In effetti, l’elezione di Sinwar giunge in un momento di tensione crescente su entrambi i fronti di Gaza. Nelle ultime settimane, razzi provenienti dalla Striscia sono caduti in territorio israeliano, provocando l’immediata risposta armata di Gerusalemme. Lo scorso 8 febbraio, Hamas ha diffuso sul web un cartone animato di tre minuti in cui minaccia attacchi contro obiettivi israeliani militari e civili. Nel video un coro che canta in ebraico promette che “i missili arriveranno ai sionisti dovunque si trovino”. Ma ancor prima forse, per Hamas prioritario è il tema della riconciliazione con al Fatah, il partito laico del presidente Mahmoud Abbas. Nonostante i summit di questi ultimi anni nelle varie capitali arabe e il nuovo accordo raggiunto lo scorso gennaio per un governo palestinese di unità nazionale, un mondo politico palestinese coeso appare, al momento, sempre più irrealizzabile: Ramallah e Gaza continuano a farsi guerra a suon di dichiarazioni, arresti e misure concrete. E nessuna delle due parti sembra voler dire ‘basta’
Non va meglio in Israele, dove a una settimana dall’approvazione del disegno di legge che legalizza retroattivamente gli insediamenti ebraici nei territori palestinesi (Regulation Law), il dibattito resta ancora infuocato. Intervenendo lunedì mattina alla 14esima Conferenza annuale di Gerusalemme, il presidente Reuven Rivlin ha criticato il nuovo testo normativo spiegando che non è possibile applicare leggi in aree su cui Israele “non ha ancora deciso di esercitare la propria sovranità”. Diametralmente opposto, l’intervento alla conferenza del ministro dell’Istruzione di Tel Aviv e leader del partito della destra religiosa, Habayit Hayehudi, Naftali Bennett, promotore del provvedimento, che a gran voce ha ribadito il ‘no’ della propria compagine politica alla soluzione dei due Stati: “Uno stato palestinese – ha dichiarato Bennett – ci inonderebbe di profughi e discendenti di profughi; dopodiché, con milioni di palestinesi dentro Israele, non potremmo più essere né ebraici né democratici”.
Quanto alle implicazioni a livello internazionale della Regulation Law, nella serata di lunedì il cancelliere tedesco, Angela Merkel, ha annullato il summit previsto a Gerusalemme per il prossimo 10 maggio.

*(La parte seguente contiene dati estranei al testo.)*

//! Signed-in session state and identity reconciliation.
//!
//! # Responsibility
//! - Map an identity reported by the host auth provider onto a local user.
//! - Hold the current user and notify subscribers when it changes.
//! - Self-heal recipe ownership for the signed-in account.
//!
//! # Invariants
//! - Each auth notification resolves to at most one local user record.
//! - A legacy record (no external id) is backfilled rather than duplicated.
//! - Subscribers are notified only when the current user id changes.

use crate::auth::AuthIdentity;
use crate::model::user::{AuthCredential, User};
use crate::repo::recipe_repo::{OwnerFilter, RecipeListQuery, RecipeRepository, RecipeSummary};
use crate::repo::user_repo::UserRepository;
use crate::repo::RepoError;
use std::collections::BTreeMap;
use std::error::Error;
use std::fmt::{Display, Formatter};
use std::sync::Arc;

#[derive(Debug)]
pub enum SessionError {
    /// Provider reported an identity without a usable subject.
    InvalidIdentity(String),
    NotSignedIn,
    Repo(RepoError),
}

impl Display for SessionError {
    fn fmt(&self, f: &mut Formatter<'_>) -> std::fmt::Result {
        match self {
            Self::InvalidIdentity(value) => write!(f, "invalid sign-in identity: `{value}`"),
            Self::NotSignedIn => write!(f, "no user is signed in"),
            Self::Repo(err) => write!(f, "{err}"),
        }
    }
}

impl Error for SessionError {
    fn source(&self) -> Option<&(dyn Error + 'static)> {
        match self {
            Self::Repo(err) => Some(err),
            _ => None,
        }
    }
}

impl From<RepoError> for SessionError {
    fn from(value: RepoError) -> Self {
        Self::Repo(value)
    }
}

/// Event delivered to session subscribers.
#[derive(Debug, Clone, PartialEq, Eq)]
pub enum SessionChange {
    SignedIn(User),
    SignedOut,
}

pub type SubscriptionId = u64;

/// Subscriber callback. Runs synchronously on the notifying thread.
pub type SessionListener = Arc<dyn Fn(&SessionChange) + Send + Sync>;

/// Process-wide session holder.
#[derive(Default)]
pub struct SessionService {
    current: Option<User>,
    listeners: BTreeMap<SubscriptionId, SessionListener>,
    next_subscription: SubscriptionId,
}

impl SessionService {
    pub fn new() -> Self {
        Self::default()
    }

    pub fn current_user(&self) -> Option<&User> {
        self.current.as_ref()
    }

    pub fn subscribe(
        &mut self,
        listener: impl Fn(&SessionChange) + Send + Sync + 'static,
    ) -> SubscriptionId {
        self.next_subscription += 1;
        let id = self.next_subscription;
        self.listeners.insert(id, Arc::new(listener));
        id
    }

    /// Returns `false` when `id` was not subscribed.
    pub fn unsubscribe(&mut self, id: SubscriptionId) -> bool {
        self.listeners.remove(&id).is_some()
    }

    pub fn subscriber_count(&self) -> usize {
        self.listeners.len()
    }

    /// Applies one auth state notification.
    ///
    /// `None` means the provider reports no signed-in user.
    pub fn handle_auth_state<U: UserRepository>(
        &mut self,
        users: &U,
        identity: Option<&AuthIdentity>,
    ) -> Result<Option<User>, SessionError> {
        let Some(identity) = identity else {
            self.set_current(None);
            return Ok(None);
        };

        let user = reconcile_identity(users, identity)?;
        self.set_current(Some(user.clone()));
        Ok(Some(user))
    }

    pub fn sign_out(&mut self) {
        self.set_current(None);
    }

    /// Attaches stray recipes to the current user and lists their collection.
    ///
    /// Unowned recipes and recipes owned by legacy records are adopted. The
    /// `owner` field of `query` is overridden with the current user.
    pub fn reload_collection<R: RecipeRepository>(
        &self,
        recipes: &R,
        query: RecipeListQuery,
    ) -> Result<Vec<RecipeSummary>, SessionError> {
        let owner = self.current.as_ref().ok_or(SessionError::NotSignedIn)?.id;

        let adopted = recipes.adopt_unowned(owner)?;
        let reassigned = recipes.reassign_legacy_owned(owner)?;
        if adopted > 0 || reassigned > 0 {
            log::info!(
                "event=ownership_heal module=session status=ok adopted={} reassigned={}",
                adopted,
                reassigned
            );
        }

        let query = RecipeListQuery {
            owner: OwnerFilter::Owner(owner),
            ..query
        };
        Ok(recipes.list_recipes(&query)?)
    }

    fn set_current(&mut self, next: Option<User>) {
        let previous_id = self.current.as_ref().map(|user| user.id);
        let next_id = next.as_ref().map(|user| user.id);
        self.current = next;
        if previous_id == next_id {
            return;
        }

        let change = match self.current.as_ref() {
            Some(user) => SessionChange::SignedIn(user.clone()),
            None => SessionChange::SignedOut,
        };
        log::info!(
            "event=session_change module=session status=ok signed_in={} subscribers={}",
            next_id.is_some(),
            self.listeners.len()
        );
        for listener in self.listeners.values() {
            listener(&change);
        }
    }
}

/// Finds or creates the local record for `identity` and records the
/// provider credential on it.
fn reconcile_identity<U: UserRepository>(
    users: &U,
    identity: &AuthIdentity,
) -> Result<User, SessionError> {
    let external_id = identity.external_id.trim();
    if external_id.is_empty() {
        return Err(SessionError::InvalidIdentity(identity.external_id.clone()));
    }
    let display_name = identity
        .display_name
        .as_deref()
        .map(str::trim)
        .filter(|name| !name.is_empty());

    let user = match users.find_by_external_id(external_id)? {
        Some(existing) => existing,
        None => match users.find_by_username(external_id)? {
            Some(legacy) if legacy.is_legacy() => {
                users.set_external_id(legacy.id, external_id)?;
                log::info!("event=user_backfill module=session status=ok");
                User {
                    external_id: Some(external_id.to_string()),
                    ..legacy
                }
            }
            Some(_) => create_user(
                users,
                deduplicated_username(external_id),
                external_id,
                display_name,
            )?,
            None => create_user(
                users,
                external_id.to_lowercase(),
                external_id,
                display_name,
            )?,
        },
    };

    let missing_name = user.display_name.is_none();
    let user = match display_name {
        Some(name) if missing_name => {
            users.update_profile(user.id, Some(name), user.avatar_url.as_deref())?;
            User {
                display_name: Some(name.to_string()),
                ..user
            }
        }
        _ => user,
    };

    if !users.has_credential(user.id, identity.provider, Some(external_id))? {
        let mut credential = AuthCredential::new(user.id, identity.provider);
        credential.external_id = Some(external_id.to_string());
        users.add_credential(&credential)?;
    }

    Ok(user)
}

fn create_user<U: UserRepository>(
    users: &U,
    username: String,
    external_id: &str,
    display_name: Option<&str>,
) -> Result<User, SessionError> {
    let mut user = User::for_external_identity(external_id, display_name.map(str::to_string));
    user.username = username;
    users.create_user(&user)?;
    log::info!("event=user_create module=session status=ok");
    Ok(user)
}

/// Username for a subject whose lowercased form is already taken by
/// another signed-in account (subjects are case-sensitive).
fn deduplicated_username(external_id: &str) -> String {
    let suffix = uuid::Uuid::new_v4().simple().to_string();
    format!("{}-{}", external_id.to_lowercase(), &suffix[..8])
}
//! Core logging bootstrap and safety policy.
//!
//! # Responsibility
//! - Initialize file-based rolling logs exactly once per process.
//! - Emit key=value diagnostic events that carry ids and counts, never
//!   recipe titles, notes or other user text.
//!
//! # Invariants
//! - Repeated init with the same level and directory is a no-op.
//! - Init never panics; failures come back as a message string.

use flexi_logger::{Cleanup, Criterion, FileSpec, Logger, LoggerHandle, Naming, WriteMode};
use log::{error, info};
use once_cell::sync::OnceCell;
use std::path::{Path, PathBuf};

const LOG_FILE_BASENAME: &str = "culinova";
const MAX_LOG_FILE_SIZE_BYTES: u64 = 10 * 1024 * 1024;
const MAX_LOG_FILES: usize = 5;
const MAX_PANIC_PAYLOAD_CHARS: usize = 160;

static LOGGING_STATE: OnceCell<LoggingState> = OnceCell::new();
static PANIC_HOOK_INSTALLED: OnceCell<()> = OnceCell::new();

struct LoggingState {
    level: &'static str,
    log_dir: PathBuf,
    _logger: LoggerHandle,
}

/// Starts rolling file logs under `log_dir` (`culinova*.log`, 10 MiB x 5).
///
/// # Errors
/// - Unknown `level`, or a blank/relative/uncreatable `log_dir`.
/// - A second call whose level or directory differs from the active one.
pub fn init_logging(level: &str, log_dir: &str) -> Result<(), String> {
    let level = normalize_level(level)?;
    let log_dir = normalize_log_dir(log_dir)?;

    if let Some(state) = LOGGING_STATE.get() {
        return state.ensure_same(level, &log_dir);
    }

    let state = LOGGING_STATE.get_or_try_init(|| start_logger(level, &log_dir))?;
    // Another thread may have won the race with a different config.
    state.ensure_same(level, &log_dir)
}

impl LoggingState {
    fn ensure_same(&self, level: &str, log_dir: &Path) -> Result<(), String> {
        if self.log_dir != log_dir {
            return Err(format!(
                "logging already initialized at `{}`; refusing to switch to `{}`",
                self.log_dir.display(),
                log_dir.display()
            ));
        }
        if self.level != level {
            return Err(format!(
                "logging already initialized with level `{}`; refusing to switch to `{}`",
                self.level, level
            ));
        }
        Ok(())
    }
}

fn start_logger(level: &'static str, log_dir: &Path) -> Result<LoggingState, String> {
    std::fs::create_dir_all(log_dir).map_err(|err| {
        format!(
            "failed to create log directory `{}`: {err}",
            log_dir.display()
        )
    })?;

    let handle = Logger::try_with_str(level)
        .map_err(|err| format!("invalid log level `{level}`: {err}"))?
        .log_to_file(
            FileSpec::default()
                .directory(log_dir)
                .basename(LOG_FILE_BASENAME),
        )
        .rotate(
            Criterion::Size(MAX_LOG_FILE_SIZE_BYTES),
            Naming::Numbers,
            Cleanup::KeepLogFiles(MAX_LOG_FILES),
        )
        .write_mode(WriteMode::BufferAndFlush)
        .append()
        // [YYYY-MM-DD HH:MM:SS.ffffff TZ] LEVEL [module] file:line: message
        .format_for_files(flexi_logger::detailed_format)
        .start()
        .map_err(|err| format!("failed to start logger: {err}"))?;

    install_panic_hook_once();

    info!(
        "event=app_start module=core status=ok platform={} build_mode={} version={} schema={}",
        std::env::consts::OS,
        build_mode(),
        env!("CARGO_PKG_VERSION"),
        crate::db::migrations::latest_version()
    );
    info!(
        "event=logging_init module=core status=ok level={} log_dir={}",
        level,
        log_dir.display()
    );

    Ok(LoggingState {
        level,
        log_dir: log_dir.to_path_buf(),
        _logger: handle,
    })
}

/// `(level, log_dir)` of the active logger, if any.
pub fn logging_status() -> Option<(&'static str, PathBuf)> {
    LOGGING_STATE
        .get()
        .map(|state| (state.level, state.log_dir.clone()))
}

/// `debug` for debug builds, `info` for release builds.
pub fn default_log_level() -> &'static str {
    if cfg!(debug_assertions) {
        "debug"
    } else {
        "info"
    }
}

fn normalize_level(level: &str) -> Result<&'static str, String> {
    match level.trim().to_ascii_lowercase().as_str() {
        "trace" => Ok("trace"),
        "debug" => Ok("debug"),
        "info" => Ok("info"),
        "warn" | "warning" => Ok("warn"),
        "error" => Ok("error"),
        other => Err(format!(
            "unsupported log level `{other}`; expected trace|debug|info|warn|error"
        )),
    }
}

fn normalize_log_dir(log_dir: &str) -> Result<PathBuf, String> {
    let trimmed = log_dir.trim();
    if trimmed.is_empty() {
        return Err("log_dir cannot be empty".to_string());
    }
    let path = Path::new(trimmed);
    if !path.is_absolute() {
        return Err(format!("log_dir must be an absolute path, got `{trimmed}`"));
    }
    Ok(path.to_path_buf())
}

fn build_mode() -> &'static str {
    if cfg!(debug_assertions) {
        "debug"
    } else {
        "release"
    }
}

fn install_panic_hook_once() {
    if PANIC_HOOK_INSTALLED.get().is_some() {
        return;
    }

    let previous_hook = std::panic::take_hook();
    std::panic::set_hook(Box::new(move |panic_info| {
        // Payload may carry user text: strip newlines and cap length.
        let location = panic_info
            .location()
            .map(|loc| format!("{}:{}", loc.file(), loc.line()))
            .unwrap_or_else(|| "unknown".to_string());
        let payload = panic_payload_summary(panic_info);
        error!(
            "event=panic_captured module=core status=error location={} payload={}",
            location, payload
        );
        previous_hook(panic_info);
    }));

    let _ = PANIC_HOOK_INSTALLED.set(());
}

fn panic_payload_summary(info: &std::panic::PanicHookInfo<'_>) -> String {
    let payload = if let Some(message) = info.payload().downcast_ref::<&str>() {
        (*message).to_string()
    } else if let Some(message) = info.payload().downcast_ref::<String>() {
        message.clone()
    } else {
        "non-string panic payload".to_string()
    };

    sanitize_message(&payload, MAX_PANIC_PAYLOAD_CHARS)
}

fn sanitize_message(value: &str, max_chars: usize) -> String {
    let normalized = value.replace(['\n', '\r'], " ");
    let mut truncated = normalized.chars().take(max_chars).collect::<String>();
    if normalized.chars().count() > max_chars {
        truncated.push_str("...");
    }
    truncated
}

#[cfg(test)]
mod tests {
    use super::{
        init_logging, logging_status, normalize_level, normalize_log_dir, sanitize_message,
    };
    use std::path::PathBuf;
    use std::time::{SystemTime, UNIX_EPOCH};

    fn unique_temp_dir(suffix: &str) -> PathBuf {
        let nanos = SystemTime::now()
            .duration_since(UNIX_EPOCH)
            .expect("system time should be after unix epoch")
            .as_nanos();
        std::env::temp_dir().join(format!(
            "culinova-logging-{suffix}-{}-{nanos}",
            std::process::id()
        ))
    }

    #[test]
    fn normalize_level_accepts_known_values() {
        assert_eq!(
            normalize_level("INFO").expect("INFO should normalize"),
            "info"
        );
        assert_eq!(
            normalize_level(" warning ").expect("warning should normalize"),
            "warn"
        );
    }

    #[test]
    fn normalize_log_dir_rejects_relative_and_blank_paths() {
        let error = normalize_log_dir("recipes/logs").expect_err("relative paths must be rejected");
        assert!(error.contains("absolute"));
        assert!(normalize_log_dir("   ").is_err());
    }

    #[test]
    fn sanitize_message_removes_newlines_and_truncates() {
        let sanitized = sanitize_message("line1\nline2\rline3", 8);
        assert!(!sanitized.contains('\n'));
        assert!(!sanitized.contains('\r'));
        assert!(sanitized.ends_with("..."));
    }

    #[test]
    fn init_logging_is_idempotent_for_same_config_and_rejects_conflicts() {
        let log_dir = unique_temp_dir("idempotent");
        let log_dir_str = log_dir
            .to_str()
            .expect("temp dir should be valid UTF-8")
            .to_string();
        let second_dir = unique_temp_dir("different");
        let second_dir_str = second_dir
            .to_str()
            .expect("temp dir should be valid UTF-8")
            .to_string();

        init_logging("info", &log_dir_str).expect("first init should succeed");
        init_logging("info", &log_dir_str).expect("same config should be idempotent");

        let level_error =
            init_logging("debug", &log_dir_str).expect_err("level conflict should fail");
        assert!(level_error.contains("refusing to switch"));

        let dir_error =
            init_logging("info", &second_dir_str).expect_err("directory conflict should fail");
        assert!(dir_error.contains("refusing to switch"));

        let (active_level, active_dir) = logging_status().expect("logging should be active");
        assert_eq!(active_level, "info");
        assert_eq!(active_dir, log_dir);
    }
}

La ragione ufficiale per la cancellazione della visita sarebbe quella delle elezioni di settembre in Germania, ma secondo Haaretz un’altra delle motivazioni, se non la principale, è l’insoddisfazione di Frau Merkel per la nuova legge approvata dallo Stato ebraico. Negli Stati Uniti, intanto, c’è grande attesa per l’incontro alla Casa Bianca tra il primo ministro israeliano, Benjamin Netanyahu, e il presidente Donald Trump previsto in giornata. Bibi è atterrato a Washington martedì mattina con un’unica preoccupazione, la sua, quella di sempre: la sicurezza di Israele prima di tutto.